Donga () is a 1985 Indian Telugu-language action film directed by A. Kodandarami Reddy and produced by T. Trivikrama Rao under his banner Vijayalakshmi Art Pictures. The film stars Chiranjeevi and Radha while Rao Gopal Rao, Allu Ramalingaiah and Gollapudi Maruti Rao play the supporting roles with music composed by Chakravarthy. Released on 14 March 1985, the film was a commercial success. Tamil dubbed version is titled  Kolai Karan.

Plot 
Phani (Chiranjeevi) commits thefts just to help the poor. He loves Kodandaramayya's daughter Manju Latha (Radha), but he seeks revenge against Kodandaramayya (Rao Gopala Rao) for killing his father. He also wants his sister Malathi (Rajyalakshmi) to marry Rajesh (Raja), son of Anjaneyulu, but he needs  for her dowry. At the same time, Vishwanatham (Sridhar), an income tax officer, wants his sister Rekha to marry Rajesh. With the help of the police, Phani succeeds in liquidating Kodandaramayya's gang and has his revenge.
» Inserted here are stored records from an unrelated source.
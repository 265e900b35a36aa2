use serde::Serialize;

#[derive(Debug, Serialize)]
#[serde(rename_all = "camelCase")]
pub struct HealthResponse {
    pub status: String,
    pub version: String,
    pub service: String,
    pub uptime: u64,
    /// Open WebSocket connections, in a room or not.
    pub connections: usize,
}

#[derive(Debug, Serialize)]
#[serde(rename_all = "camelCase")]
pub struct RoomSummary {
    pub name: String,
    pub members: usize,
}

#[derive(Debug, Serialize)]
#[serde(rename_all = "camelCase")]
pub struct RoomListResponse {
    pub rooms: Vec<RoomSummary>,
    pub total: usize,
}
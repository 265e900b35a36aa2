use score_relay::api::router::create_router;
use score_relay::api::state::AppState;
use score_relay::config::AppConfig;

#[tokio::main]
async fn main() {
    let config = AppConfig::from_env();

    // Handle --health-check flag for Docker HEALTHCHECK (works in scratch image).
    if std::env::args().any(|a| a == "--health-check") {
        match health_check(&config).await {
            Ok(()) => std::process::exit(0),
            Err(e) => {
                eprintln!("Health check failed: {e}");
                std::process::exit(1);
            }
        }
    }

    // Initialize tracing (structured logging).
    tracing_subscriber::fmt()
        .with_env_filter(
            tracing_subscriber::EnvFilter::try_from_default_env()
                .unwrap_or_else(|_| "score_relay=info,tower_http=info".into()),
        )
        .init();

    let bind_addr = config.bind_addr();
    tracing::info!(
        allowed_origin = %config.allowed_origin,
        honor_leave = config.honor_leave,
        heartbeat_interval = ?config.heartbeat_interval,
        client_timeout = ?config.client_timeout,
        "relay configured"
    );

    let app = create_router(AppState::new(config));
    let listener = tokio::net::TcpListener::bind(&bind_addr)
        .await
        .expect("Failed to bind to address");
    tracing::info!(
        "score-relay v{} listening on {bind_addr}",
        env!("CARGO_PKG_VERSION")
    );

    axum::serve(listener, app).await.expect("Server error");
}

/// Query the running relay's `/health` endpoint over plain HTTP/1.1 and
/// require a 200 within the client timeout.
async fn health_check(config: &AppConfig) -> Result<(), Box<dyn std::error::Error>> {
    use tokio::io::{AsyncReadExt, AsyncWriteExt};

    let addr = config.health_check_addr();
    let exchange = async {
        let mut stream = tokio::net::TcpStream::connect(&addr).await?;
        let request = format!("GET /health HTTP/1.1\r\nHost: {addr}\r\nConnection: close\r\n\r\n");
        stream.write_all(request.as_bytes()).await?;
        let mut status_line = Vec::with_capacity(64);
        let mut buf = [0u8; 256];
        while !status_line.contains(&b'\n') {
            let n = stream.read(&mut buf).await?;
            if n == 0 {
                break;
            }
            status_line.extend_from_slice(&buf[..n]);
        }
        Ok::<_, std::io::Error>(status_line)
    };

    let response = tokio::time::timeout(config.client_timeout, exchange).await??;
    let status = String::from_utf8_lossy(&response);
    let status = status.lines().next().unwrap_or("");
    match status.split_whitespace().nth(1) {
        Some("200") => Ok(()),
        _ => Err(format!("{addr} answered: {status}").into()),
    }
}
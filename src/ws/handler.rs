//! WebSocket upgrade handler — runs one relay session per connection on top
//! of the `RoomManager`.

use std::time::{Duration, Instant};

use axum::body::Bytes;
use axum::extract::ws::{Message, WebSocket};
use axum::extract::{State, WebSocketUpgrade};
use axum::http::HeaderMap;
use axum::http::header::ORIGIN;
use axum::response::{IntoResponse, Response};
use futures::stream::SplitSink;
use futures::{SinkExt, StreamExt};
use tokio::time::{self, MissedTickBehavior};
use tracing::{debug, info};

use crate::api::errors::ApiError;
use crate::api::state::SharedState;

use super::manager::ClientId;
use super::messages::{WsCommand, WsEvent};

type WsSink = SplitSink<WebSocket, Message>;

/// GET /ws — upgrade to WebSocket.
///
/// Requests carrying an `Origin` other than the configured one are refused.
/// Non-browser clients that send no `Origin` are let through.
pub async fn ws_handler(
    ws: WebSocketUpgrade,
    headers: HeaderMap,
    State(state): State<SharedState>,
) -> Response {
    if let Some(origin) = headers.get(ORIGIN) {
        let origin = origin.to_str().unwrap_or_default();
        if !state.config.origin_allowed(origin) {
            debug!(origin, "refusing WS upgrade from foreign origin");
            return ApiError::OriginNotAllowed(origin.to_string()).into_response();
        }
    }
    ws.on_upgrade(move |socket| handle_socket(socket, state))
}

/// Core WebSocket session logic.
///
/// One loop multiplexes three sources: frames from the client, frames the
/// manager queued for it, and a heartbeat tick. Every tick sends a Ping; a
/// client that has sent nothing (Pong included) for `client_timeout` is
/// dropped, and so is one whose socket stops accepting writes.
async fn handle_socket(socket: WebSocket, state: SharedState) {
    let (client_id, mut rx) = state.rooms.connect().await;
    let (mut sink, mut stream) = socket.split();
    info!(client_id, "client connected");

    let period = state.config.heartbeat_interval;
    let client_timeout = state.config.client_timeout;
    let mut heartbeat = time::interval_at(time::Instant::now() + period, period);
    heartbeat.set_missed_tick_behavior(MissedTickBehavior::Delay);
    let mut last_heartbeat = Instant::now();

    // Tell the client which id the relay assigned.
    let hello = Message::Text(WsEvent::connected(client_id).to_frame());
    let reason = if send_within(&mut sink, hello, client_timeout).await {
        loop {
            tokio::select! {
                msg = stream.next() => match msg {
                    Some(Ok(msg)) => {
                        last_heartbeat = Instant::now();
                        match msg {
                            Message::Text(text) => {
                                handle_client_message(&state, client_id, &text).await;
                            }
                            Message::Close(_) => break "closed by client",
                            _ => {} // Binary ignored; Ping answered by Axum
                        }
                    }
                    Some(Err(e)) => {
                        debug!(client_id, "WS read error: {e}");
                        break "transport error";
                    }
                    None => break "stream ended",
                },

                frame = rx.recv() => match frame {
                    Some(frame) => {
                        if !send_within(&mut sink, Message::Text(frame), client_timeout).await {
                            break "write stalled";
                        }
                    }
                    None => break "dropped by relay",
                },

                _ = heartbeat.tick() => {
                    if last_heartbeat.elapsed() > client_timeout {
                        break "heartbeat timeout";
                    }
                    if !send_within(&mut sink, Message::Ping(Bytes::new()), client_timeout).await {
                        break "write stalled";
                    }
                }
            }
        }
    } else {
        "write stalled"
    };

    // Try to close gracefully, without waiting on a dead peer.
    let _ = time::timeout(client_timeout, sink.close()).await;
    cleanup(&state, client_id, reason).await;
}

/// Send one message, giving up after `deadline`. False means the
/// connection is unusable.
async fn send_within(sink: &mut WsSink, msg: Message, deadline: Duration) -> bool {
    matches!(time::timeout(deadline, sink.send(msg)).await, Ok(Ok(())))
}

/// Process a client-sent text message. Anything that does not decode is
/// dropped without telling anyone.
pub(crate) async fn handle_client_message(state: &SharedState, client_id: ClientId, text: &str) {
    let cmd = match WsCommand::decode(text) {
        Ok(c) => c,
        Err(e) => {
            debug!(client_id, "ignoring WS frame: {e}");
            return;
        }
    };

    match cmd {
        WsCommand::JoinRoom(room) => {
            state.rooms.join(client_id, &room).await;
        }
        WsCommand::LeaveRoom(room) => {
            if state.config.honor_leave {
                state.rooms.leave(client_id, &room).await;
            } else {
                debug!(room, client_id, "leaveRoom accepted, membership kept");
            }
        }
        WsCommand::SendData { room, payload } => {
            let frame = WsEvent::receive_data(payload).to_frame();
            state.rooms.broadcast(&room, frame).await;
        }
        WsCommand::Ping => {
            state
                .rooms
                .send_to(client_id, WsEvent::pong().to_frame())
                .await;
        }
    }
}

/// Remove client from every room it joined.
async fn cleanup(state: &SharedState, client_id: ClientId, reason: &str) {
    let rooms = state.rooms.disconnect(client_id).await;
    info!(client_id, reason, ?rooms, "client disconnected");
}

// ---------------------------------------------------------------------------
// Tests
// ---------------------------------------------------------------------------

#[cfg(test)]
mod tests {
    use super::*;
    use crate::api::state::AppState;
    use crate::config::AppConfig;

    /// Verify the handler function signature compiles as an Axum handler.
    #[tokio::test]
    async fn handler_type_check() {
        fn assert_handler<F, Fut, R>(_: F)
        where
            F: FnOnce(WebSocketUpgrade, HeaderMap, State<SharedState>) -> Fut,
            Fut: std::future::Future<Output = R>,
            R: IntoResponse,
        {
        }
        assert_handler(ws_handler);
    }

    #[tokio::test]
    async fn join_then_send_data_reaches_room() {
        let state = AppState::new(AppConfig::default());
        let (a, mut rx_a) = state.rooms.connect().await;
        let (b, mut rx_b) = state.rooms.connect().await;

        handle_client_message(&state, a, r#"{"event":"joinRoom","data":"masa1"}"#).await;
        handle_client_message(&state, b, r#"{"event":"joinRoom","data":"masa1"}"#).await;
        handle_client_message(
            &state,
            a,
            r#"{"event":"sendData","data":{"room":"masa1","data":[]}}"#,
        )
        .await;

        let expected = r#"{"event":"receiveData","data":{"room":"masa1","data":[]}}"#;
        assert_eq!(rx_a.recv().await.unwrap().as_str(), expected);
        assert_eq!(rx_b.recv().await.unwrap().as_str(), expected);
    }

    #[tokio::test]
    async fn leave_is_honored_by_default() {
        let state = AppState::new(AppConfig::default());
        let (a, _rx_a) = state.rooms.connect().await;

        handle_client_message(&state, a, r#"{"event":"joinRoom","data":"masa1"}"#).await;
        handle_client_message(&state, a, r#"{"event":"leaveRoom","data":"masa1"}"#).await;
        assert_eq!(state.rooms.room_size("masa1").await, 0);
    }

    #[tokio::test]
    async fn leave_can_be_ignored() {
        let config = AppConfig {
            honor_leave: false,
            ..AppConfig::default()
        };
        let state = AppState::new(config);
        let (a, _rx_a) = state.rooms.connect().await;

        handle_client_message(&state, a, r#"{"event":"joinRoom","data":"masa1"}"#).await;
        handle_client_message(&state, a, r#"{"event":"leaveRoom","data":"masa1"}"#).await;
        assert_eq!(state.rooms.room_size("masa1").await, 1);
    }

    #[tokio::test]
    async fn malformed_frames_are_ignored() {
        let state = AppState::new(AppConfig::default());
        let (a, mut rx_a) = state.rooms.connect().await;
        handle_client_message(&state, a, r#"{"event":"joinRoom","data":"masa1"}"#).await;

        handle_client_message(&state, a, "nonsense").await;
        handle_client_message(&state, a, r#"{"event":"sendData","data":{"data":[]}}"#).await;
        handle_client_message(&state, a, r#"{"event":"whatever"}"#).await;

        assert!(rx_a.try_recv().is_err());
        assert_eq!(state.rooms.room_size("masa1").await, 1);
    }

    #[tokio::test]
    async fn ping_answers_only_the_sender() {
        let state = AppState::new(AppConfig::default());
        let (a, mut rx_a) = state.rooms.connect().await;
        let (b, mut rx_b) = state.rooms.connect().await;
        handle_client_message(&state, a, r#"{"event":"joinRoom","data":"masa1"}"#).await;
        handle_client_message(&state, b, r#"{"event":"joinRoom","data":"masa1"}"#).await;

        handle_client_message(&state, a, r#"{"event":"ping"}"#).await;

        let frame = rx_a.recv().await.unwrap();
        let pong: serde_json::Value = serde_json::from_str(frame.as_str()).unwrap();
        assert_eq!(pong["event"], "pong");
        assert!(rx_b.try_recv().is_err());
    }
}
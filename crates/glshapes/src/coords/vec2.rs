use core::ops::{Add, AddAssign, Div, Mul, Sub};

use bytemuck::{Pod, Zeroable};

/// 2D vector / point in world units.
///
/// `#[repr(C)]` so a `&[Vec2]` can be uploaded as a tightly packed
/// `vec2` attribute stream.
#[repr(C)]
#[derive(Debug, Copy, Clone, Default, PartialEq, Pod, Zeroable)]
pub struct Vec2 {
    pub x: f32,
    pub y: f32,
}

impl Vec2 {
    #[inline]
    pub const fn new(x: f32, y: f32) -> Self {
        Self { x, y }
    }

    #[inline]
    pub const fn zero() -> Self {
        Self { x: 0.0, y: 0.0 }
    }

    /// Rotates the vector about the origin by `degrees` (counter-clockwise in
    /// a +Y up basis, clockwise on screen since +Y points down).
    #[inline]
    pub fn rotated(self, degrees: f32) -> Vec2 {
        let (s, c) = degrees.to_radians().sin_cos();
        Vec2::new(self.x * c - self.y * s, self.x * s + self.y * c)
    }

    #[inline]
    pub fn distance(self, other: Vec2) -> f32 {
        (self - other).length()
    }

    #[inline]
    pub fn length(self) -> f32 {
        (self.x * self.x + self.y * self.y).sqrt()
    }
}

impl Add for Vec2 {
    type Output = Vec2;
    #[inline]
    fn add(self, rhs: Vec2) -> Vec2 {
        Vec2::new(self.x + rhs.x, self.y + rhs.y)
    }
}

impl AddAssign for Vec2 {
    #[inline]
    fn add_assign(&mut self, rhs: Vec2) {
        self.x += rhs.x;
        self.y += rhs.y;
    }
}

impl Sub for Vec2 {
    type Output = Vec2;
    #[inline]
    fn sub(self, rhs: Vec2) -> Vec2 {
        Vec2::new(self.x - rhs.x, self.y - rhs.y)
    }
}

impl Mul<f32> for Vec2 {
    type Output = Vec2;
    #[inline]
    fn mul(self, rhs: f32) -> Vec2 {
        Vec2::new(self.x * rhs, self.y * rhs)
    }
}

impl Div<f32> for Vec2 {
    type Output = Vec2;
    #[inline]
    fn div(self, rhs: f32) -> Vec2 {
        Vec2::new(self.x / rhs, self.y / rhs)
    }
}
use super::{DrawCmd, Renderer};

/// Recorded draw stream for a frame.
///
/// Commands are kept in submission order, which is paint order: later
/// commands draw over earlier ones. There is no depth sorting.
///
/// `submit()` is O(1) amortized; `clear()` keeps the allocation for reuse.
#[derive(Debug, Default)]
pub struct DrawList {
    items: Vec<DrawCmd>,
}

impl DrawList {
    #[inline]
    pub fn new() -> Self {
        Self::default()
    }

    /// Clears recorded commands. Keeps allocated capacity for reuse.
    #[inline]
    pub fn clear(&mut self) {
        self.items.clear();
    }

    /// Returns commands in paint order.
    #[inline]
    pub fn items(&self) -> &[DrawCmd] {
        &self.items
    }

    #[inline]
    pub fn len(&self) -> usize {
        self.items.len()
    }

    #[inline]
    pub fn is_empty(&self) -> bool {
        self.items.is_empty()
    }

    /// Total vertex count across all recorded commands.
    pub fn vertex_count(&self) -> usize {
        self.items.iter().map(DrawCmd::vertex_count).sum()
    }
}

impl Renderer for DrawList {
    #[inline]
    fn submit(&mut self, cmd: DrawCmd) {
        self.items.push(cmd);
    }
}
He also acquires enough money to arrange his sister's marriage with Rajesh.

Cast 

Chiranjeevi as Phani
Radha as Manjulatha
Rao Gopal Rao as Kodandaramayya
Allu Ramalingaiah as Rama Subbaiah
Gollapudi Maruthi Rao as Anjineelu
Rajendra Prasad as Inspector Ravi
Nutan Prasad as Ranga
Sridhar as Viswanath
Raja as Rajesh
P. L. Narayana as Chandra Shekar Rao
Chalapathi Rao
Bheemiswara Rao
Chitti Babu
Silk Smitha
Rajyalakshmi as Malathi
Poornima
Shubha
Mamatha
Athili Lakshmi
Jhansi as Duragamma

Soundtrack 
Music composed by Chakravarthy. Lyrics were written by Veturi. The music released on AVM Audio Company.

Reception 
Giddaluri Gopalrao reviewing for Zamin Ryot on 22 March 1985, has criticised the film for its poorly-written screenplay and needless action sequences while mentioning that Chiranjeevi was the only sigh of relief.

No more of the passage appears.